Cuando salgamos de esta situación, habrá cambiado la realidad económica y social en Europa y el mundo, se creará una realidad distinta, dependiendo de la correlación de fuerzas en cada país y de los recursos disponibles. El número de víctimas será superior en los países más pobres, habrá más fallecimientos por hambre, falta de medicamentos y asistencia sanitaria.

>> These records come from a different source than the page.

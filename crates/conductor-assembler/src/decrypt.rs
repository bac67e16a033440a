use ring::aead::{Aad, LessSafeKey, Nonce, UnboundKey, AES_256_GCM, NONCE_LEN};

use crate::error::{AssemblerError, Result};

/// Decrypts an integration's stored token ciphertext. Abstracted so the
/// assembler doesn't hard-code a key-management scheme — the daemon
/// supplies whichever implementation fits its deployment.
pub trait Decryptor: Send + Sync {
    fn decrypt(&self, ciphertext: &[u8]) -> Result<String>;
}

/// AES-256-GCM decryption with a process-wide key, following the
/// reference system's use of `ring` for its cryptographic primitives.
/// Ciphertext layout: a 12-byte nonce followed by the GCM-sealed bytes.
pub struct AeadDecryptor {
    key: LessSafeKey,
}

impl AeadDecryptor {
    pub fn new(key_bytes: &[u8; 32]) -> Self {
        let unbound = UnboundKey::new(&AES_256_GCM, key_bytes).expect("32-byte key is valid");
        Self {
            key: LessSafeKey::new(unbound),
        }
    }
}

impl Decryptor for AeadDecryptor {
    fn decrypt(&self, ciphertext: &[u8]) -> Result<String> {
        if ciphertext.len() < NONCE_LEN {
            return Err(AssemblerError::Decryption("ciphertext too short".into()));
        }
        let (nonce_bytes, sealed) = ciphertext.split_at(NONCE_LEN);
        let nonce = Nonce::try_assume_unique_for_key(nonce_bytes)
            .map_err(|_| AssemblerError::Decryption("bad nonce".into()))?;
        let mut buf = sealed.to_vec();
        let plaintext = self
            .key
            .open_in_place(nonce, Aad::empty(), &mut buf)
            .map_err(|_| AssemblerError::Decryption("aead open failed".into()))?;
        String::from_utf8(plaintext.to_vec())
            .map_err(|_| AssemblerError::Decryption("decrypted token is not utf-8".into()))
    }
}

#[cfg(test)]
mod tests {
    use super::*;
    use ring::aead::{LessSafeKey as SealKey, UnboundKey as SealUnbound};
    use ring::rand::{SecureRandom, SystemRandom};

    fn seal(key_bytes: &[u8; 32], plaintext: &str) -> Vec<u8> {
        let unbound = SealUnbound::new(&AES_256_GCM, key_bytes).unwrap();
        let key = SealKey::new(unbound);
        let rng = SystemRandom::new();
        let mut nonce_bytes = [0u8; NONCE_LEN];
        rng.fill(&mut nonce_bytes).unwrap();
        let nonce_for_seal = Nonce::try_assume_unique_for_key(&nonce_bytes).unwrap();
        let mut buf = plaintext.as_bytes().to_vec();
        key.seal_in_place_append_tag(nonce_for_seal, Aad::empty(), &mut buf)
            .unwrap();
        let mut out = nonce_bytes.to_vec();
        out.extend_from_slice(&buf);
        out
    }

    #[test]
    fn round_trips_through_seal_and_open() {
        let key_bytes = [7u8; 32];
        let ciphertext = seal(&key_bytes, "oauth-access-token-123");
        let decryptor = AeadDecryptor::new(&key_bytes);
        let plaintext = decryptor.decrypt(&ciphertext).unwrap();
        assert_eq!(plaintext, "oauth-access-token-123");
    }

    #[test]
    fn rejects_short_ciphertext() {
        let decryptor = AeadDecryptor::new(&[1u8; 32]);
        let err = decryptor.decrypt(&[1, 2, 3]);
        assert!(err.is_err());
    }

    #[test]
    fn wrong_key_fails_to_open() {
        let ciphertext = seal(&[7u8; 32], "secret");
        let decryptor = AeadDecryptor::new(&[9u8; 32]);
        assert!(decryptor.decrypt(&ciphertext).is_err());
    }
}
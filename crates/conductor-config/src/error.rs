use thiserror::Error;

#[derive(Debug, Error)]
pub enum ConfigError {
    #[error("config error: {0}")]
    Invalid(String),
}

pub type Result<T> = std::result::Result<T, ConfigError>;
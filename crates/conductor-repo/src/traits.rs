use async_trait::async_trait;
use chrono::{DateTime, Utc};
use conductor_core::{
    ids::{ConversationId, IntegrationId, NotificationId, TaskId, UserId},
    Conversation, Integration, Message, Notification, Task,
};

use crate::error::Result;

/// Abstract persistence port. The in-memory
/// [`crate::memory::InMemoryRepository`] realises it for tests and
/// single-process deployments; a SQL-backed implementation would satisfy
/// the same trait with `SELECT … FOR UPDATE SKIP LOCKED` underneath
/// `claim_ready_conversations`/`claim_ready_tasks`.
#[async_trait]
pub trait Repository: Send + Sync {
    async fn create_conversation(&self, conversation: Conversation) -> Result<()>;
    async fn get_conversation(&self, id: &ConversationId) -> Result<Conversation>;
    async fn update_conversation(&self, conversation: Conversation) -> Result<()>;
    async fn list_conversations_for_user(&self, user_id: &UserId) -> Result<Vec<Conversation>>;

    async fn append_message(&self, message: Message) -> Result<()>;
    async fn list_messages(
        &self,
        conversation_id: &ConversationId,
        limit: usize,
    ) -> Result<Vec<Message>>;

    async fn create_task(&self, task: Task) -> Result<()>;
    async fn get_task(&self, id: &TaskId) -> Result<Task>;
    async fn update_task(&self, task: Task) -> Result<()>;
    async fn list_tasks_for_conversation(
        &self,
        conversation_id: &ConversationId,
    ) -> Result<Vec<Task>>;
    async fn find_task_by_name(
        &self,
        conversation_id: &ConversationId,
        name: &str,
    ) -> Result<Option<Task>>;

    async fn create_integration(&self, integration: Integration) -> Result<()>;
    async fn list_integrations_for_user(&self, user_id: &UserId) -> Result<Vec<Integration>>;
    async fn get_integration(&self, id: &IntegrationId) -> Result<Integration>;

    async fn create_notification(&self, notification: Notification) -> Result<()>;
    async fn list_notifications_for_user(&self, user_id: &UserId) -> Result<Vec<Notification>>;
    async fn mark_notification_read(&self, id: &NotificationId) -> Result<()>;

    /// Claims up to `limit` background conversations whose schedule has
    /// come due as of `now`, excluding rows already claimed by another
    /// in-flight worker cycle. Callers MUST release the claim via
    /// [`Repository::release_conversation_claim`] once processing
    /// finishes (success or failure) — the claim otherwise never clears.
    async fn claim_ready_conversations(
        &self,
        limit: usize,
        now: DateTime<Utc>,
    ) -> Result<Vec<Conversation>>;

    async fn release_conversation_claim(&self, id: &ConversationId);

    /// Claims up to `limit` active tasks whose `next_run_at` has come due.
    /// Same claim/release contract as conversations.
    async fn claim_ready_tasks(&self, limit: usize, now: DateTime<Utc>) -> Result<Vec<Task>>;

    async fn release_task_claim(&self, id: &TaskId);
}
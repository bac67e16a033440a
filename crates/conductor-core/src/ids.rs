use std::fmt;

use serde::{Deserialize, Serialize};
use uuid::Uuid;

/// Macro-free newtype boilerplate shared by every identifier below: a
/// time-sortable UUIDv7 wrapped so callers can't mix up which kind of id
/// they're holding.
macro_rules! id_type {
    ($name:ident) => {
        #[derive(Debug, Clone, PartialEq, Eq, Hash, Serialize, Deserialize)]
        pub struct $name(pub String);

        impl $name {
            pub fn new() -> Self {
                Self(Uuid::now_v7().to_string())
            }

            pub fn as_str(&self) -> &str {
                &self.0
            }
        }

        impl Default for $name {
            fn default() -> Self {
                Self::new()
            }
        }

        impl fmt::Display for $name {
            fn fmt(&self, f: &mut fmt::Formatter<'_>) -> fmt::Result {
                write!(f, "{}", self.0)
            }
        }

        impl From<String> for $name {
            fn from(s: String) -> Self {
                Self(s)
            }
        }

        impl From<&str> for $name {
            fn from(s: &str) -> Self {
                Self(s.to_string())
            }
        }
    };
}

id_type!(UserId);
id_type!(ConversationId);
id_type!(MessageId);
id_type!(TaskId);
id_type!(IntegrationId);
id_type!(NotificationId);

/// User role hierarchy: admin > user > child.
///
/// Consulted only by the credential/tool assembler to gate which tools a
/// `QueryPlan` may expose — a `Child` never receives `Bash`/`Edit`.
#[derive(Debug, Clone, Copy, PartialEq, Eq, Serialize, Deserialize, Default)]
#[serde(rename_all = "lowercase")]
pub enum UserRole {
    Admin,
    #[default]
    User,
    Child,
}

impl UserRole {
    pub fn is_child(&self) -> bool {
        matches!(self, UserRole::Child)
    }
}

impl fmt::Display for UserRole {
    fn fmt(&self, f: &mut fmt::Formatter<'_>) -> fmt::Result {
        match self {
            UserRole::Admin => write!(f, "admin"),
            UserRole::User => write!(f, "user"),
            UserRole::Child => write!(f, "child"),
        }
    }
}

impl std::str::FromStr for UserRole {
    type Err = String;

    fn from_str(s: &str) -> std::result::Result<Self, Self::Err> {
        match s {
            "admin" => Ok(UserRole::Admin),
            "user" => Ok(UserRole::User),
            "child" => Ok(UserRole::Child),
            other => Err(format!("unknown role: {other}")),
        }
    }
}
use std::collections::HashMap;
use std::time::Duration;

use indexmap::IndexSet;
use serde::{Deserialize, Serialize};

/// A single MCP server descriptor, as assembled by `conductor-assembler`
/// and consumed by the LLM client.
#[derive(Debug, Clone, Serialize, Deserialize)]
pub struct McpServerConfig {
    pub command: String,
    #[serde(default)]
    pub args: Vec<String>,
    #[serde(default)]
    pub env: HashMap<String, String>,
}

/// How permissively the LLM client may act on tool calls without asking
/// for confirmation. The reference system's invocation policy names this
/// axis; conductor carries the same three-level shape rather than
/// inventing its own.
#[derive(Debug, Clone, Copy, PartialEq, Eq, Serialize, Deserialize)]
#[serde(rename_all = "snake_case")]
pub enum PermissionMode {
    Default,
    AcceptEdits,
    BypassPermissions,
}

impl Default for PermissionMode {
    fn default() -> Self {
        PermissionMode::Default
    }
}

#[derive(Debug, Clone)]
pub struct InvocationPolicy {
    pub timeout: Duration,
    pub permission_mode: PermissionMode,
    pub max_turns: u32,
}

impl InvocationPolicy {
    pub fn new(timeout: Duration) -> Self {
        Self {
            timeout,
            permission_mode: PermissionMode::default(),
            max_turns: 25,
        }
    }
}

/// Everything one LLM invocation needs: prompts, session resumption,
/// the assembled tool/MCP/sub-agent surface, and an invocation policy.
#[derive(Debug, Clone)]
pub struct QueryPlan {
    pub prompt: String,
    pub system_prompt: Option<String>,
    pub session_id: Option<String>,
    pub allowed_tools: IndexSet<String>,
    pub sub_agents: HashMap<String, SubAgentConfig>,
    pub mcp_servers: HashMap<String, McpServerConfig>,
    pub policy: InvocationPolicy,
}

impl QueryPlan {
    pub fn new(prompt: impl Into<String>, policy: InvocationPolicy) -> Self {
        Self {
            prompt: prompt.into(),
            system_prompt: None,
            session_id: None,
            allowed_tools: IndexSet::new(),
            sub_agents: HashMap::new(),
            mcp_servers: HashMap::new(),
            policy,
        }
    }
}

/// A named sub-agent exposed to the LLM, e.g. via Claude's agent tool.
#[derive(Debug, Clone, Serialize, Deserialize)]
pub struct SubAgentConfig {
    pub description: String,
    pub prompt: String,
    #[serde(default)]
    pub tools: Vec<String>,
    #[serde(default)]
    pub model: Option<String>,
}
use async_trait::async_trait;
use tokio::sync::Mutex;

use crate::client::{LlmClient, RunOutcome};
use crate::error::{LlmError, Result};
use crate::query_plan::QueryPlan;

/// Queues a fixed sequence of responses and hands them out one call at a
/// time; used to exercise the chat processor and workers without a real
/// LLM SDK. A canned response list behind a mutex index, the same
/// pattern the reference system uses to stub out providers in its own
/// unit tests.
pub struct ScriptedLlmClient {
    name: String,
    responses: Mutex<std::collections::VecDeque<Result<RunOutcome>>>,
}

impl ScriptedLlmClient {
    pub fn new(name: impl Into<String>, responses: Vec<Result<RunOutcome>>) -> Self {
        Self {
            name: name.into(),
            responses: Mutex::new(responses.into_iter().collect()),
        }
    }

    pub fn text(session_id: impl Into<String>, response: impl Into<String>) -> RunOutcome {
        RunOutcome {
            response: response.into(),
            session_id: session_id.into(),
        }
    }
}

#[async_trait]
impl LlmClient for ScriptedLlmClient {
    fn name(&self) -> &str {
        &self.name
    }

    async fn run(&self, _plan: QueryPlan) -> Result<RunOutcome> {
        let mut queue = self.responses.lock().await;
        queue
            .pop_front()
            .unwrap_or_else(|| Err(LlmError::Transport("scripted responses exhausted".into())))
    }
}

#[cfg(test)]
mod tests {
    use super::*;
    use crate::query_plan::InvocationPolicy;
    use std::time::Duration;

    #[tokio::test]
    async fn hands_out_responses_in_order() {
        let client = ScriptedLlmClient::new(
            "scripted",
            vec![
                Ok(ScriptedLlmClient::text("s1", "first")),
                Ok(ScriptedLlmClient::text("s1", "second")),
            ],
        );
        let plan = QueryPlan::new("hi", InvocationPolicy::new(Duration::from_secs(5)));
        let first = client.run(plan.clone()).await.unwrap();
        assert_eq!(first.response, "first");
        let second = client.run(plan).await.unwrap();
        assert_eq!(second.response, "second");
    }
}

 Será muy importante como influirá esta crisis las potencias económicas y militares, EE. UU, China y Rusia. Los datos muestran que EE.UU, con más 1 millón de afectados y más de 65.000 muertos, es la que más se debilita, veremos cómo sale de esta situación. Sería interesante que la potencia militar más influyente, que promueve guerras, invade países y financias golpes de estado, salga debilitada de este proceso, la mayor parte de las víctimas, son pobres, negros y latinos que son parte de la clase trabajadora, que pagará la crisis del coronavirus, seguro que los emigrantes muertos sin papeles son enterrados en fosas comunes y no contabilizados.

Esta pandemia está demostrando el fracaso de la globalización, el dinero y las grandes industrias están en manos de un centenar de multinacionales y super ricos que dominan el planeta, han multiplicado sus riquezas en la última década, a costa del empobrecimiento de la humanidad. Es hora de recuperar el eslogan: otro mundo es posible, si esta crisis debilita las fuerzas imperialistas y la OTAN, se puede abrir un nuevo proceso político, económico y social en todo el planeta, muy necesario por razones humanitarias, y la supervivencia de nuestro planeta, se está acabando con los recursos naturales, que tendrá graves consecuencias para las próximas generaciones.

 Un centenar de multinacionales y grandes empresas controlan la producción y la distribución, parte importante de la producción la hacen en países pobres en condiciones de semi esclavitud. Es el momento de recuperar la relación con la mediana, pequeña y micro-empresas, que también son víctimas. Hemos de buscar alianzas, dirigidas al 99% de la sociedad, para que el 1% que maneja los hilos de la economía y acumula riquezas, deje de hacerlo, para beneficiar a toda la sociedad de la riqueza que es fruto del trabajo, los productos del campo deben ser la base principal del consumo, producidos aquí y distribuidos por cooperativas de quienes lo producen, como hacen en Andalucía con el Aceite, generando mejor distribución de la riqueza, creando más empleo.

 Este proyecto debe sostenerse en un movimiento político y social, que movilice a la ciudadanía progresista, aliados con sectores de la clase media y la pequeña empresa defendiendo la independencia económica y productiva, compatibilizado con la permanencia en la Unión Europea, pero priorizando los intereses del país por encima de otros. Se trataría de crear un movimiento con lo público como centralidad. Participación y movilización deben ser los ejes principales para poner en marcha este proyecto tan necesario para salir de la crisis, creada por la pandemia y el capitalismo salvaje globalizado.

 La izquierda, sindicatos y movimientos sociales, deben dar prioridad a este objetivo, creando apoyos en toda la sociedad. Un pacto solo por arriba puede acabar como los pactos de la Moncloa. Los poderes económicos, las grandes fortunas, la élite empresarial y sus referentes políticos PP y VOX boicotearán el pacto, porque afectará a sus intereses.

Hay que acabar de una vez por todas con el fraude fiscal y las fortunas en los paraísos fiscales, debe ser la mayor fuente de recursos para la recuperación económica, y abrir una nueva etapa en la sociedad donde la economía este al servicio de toda la sociedad.